By Dr Farsalinos
A new study published in the American Journal of Respiratory and Critical Care has been widely covered by the media as showing that “e-cigarettes double the risk of bronchitis in teenagers”. The official press statement, which is released from the American Thoracic Society, is more moderate. It is titled: “E-cigarettes may harm teens’ lung health”. In the text, it is mentioned that:
The study found that when compared to those who never tried e-cigarettes, the risk of the respiratory symptoms was
- approximately 85 percent higher among past users, and
- double among current users
But there is a problem with these statements. They are different from what the study found.
The study recruited adolescents (aged 16-18 years) but did not define those with chronic bronchitis based on physician diagnosis or medications intake.
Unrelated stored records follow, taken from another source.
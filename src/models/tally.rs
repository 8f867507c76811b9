//! Tally ledger entry and its two serialization shapes

use serde::{Deserialize, Serialize};

/// One row of the in-progress tally: a species and its observed count.
///
/// `id` is the server-side sighting row id. It is `None` for entries added
/// during the current page session ("new, not yet persisted") and `Some`
/// for entries loaded from an existing checklist.
#[derive(Debug, Clone, PartialEq, Eq, Deserialize, Serialize)]
pub struct TallyEntry {
    pub id: Option<i64>,
    /// Species display name, unique within one ledger
    pub name: String,
    pub count: u32,
}

impl TallyEntry {
    pub fn new(name: impl Into<String>) -> Self {
        Self {
            id: None,
            name: name.into(),
            count: 1,
        }
    }
}

/// Name-keyed sighting payload used by the checklist creation flow
#[derive(Debug, Clone, PartialEq, Eq, Serialize, Deserialize)]
pub struct NewSighting {
    pub name: String,
    pub count: u32,
}

/// Id-keyed sighting payload used by the checklist edit flow.
/// A `null` id tells the server to insert rather than update.
#[derive(Debug, Clone, PartialEq, Eq, Serialize, Deserialize)]
pub struct SightingUpdate {
    pub id: Option<i64>,
    pub species_name: String,
    pub number: u32,
}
Instead, they ASKED them if they had “daily cough for 3 months in a row, congestion or phlegm other than when accompanied by a cold, or bronchitis in the previous 12 months”. Therefore, they based the “diagnosis” on a response to a question. However, all media articles discuss about lung disease and bronchitis. The latter is also wrong, because there is an acute (more common in adolescents) and a chronic (rare in adolescents) form of bronchitis. The question specifically addressed the definition of chronic bronchitis only. I will mention later in my comment why it is important to make the distinction.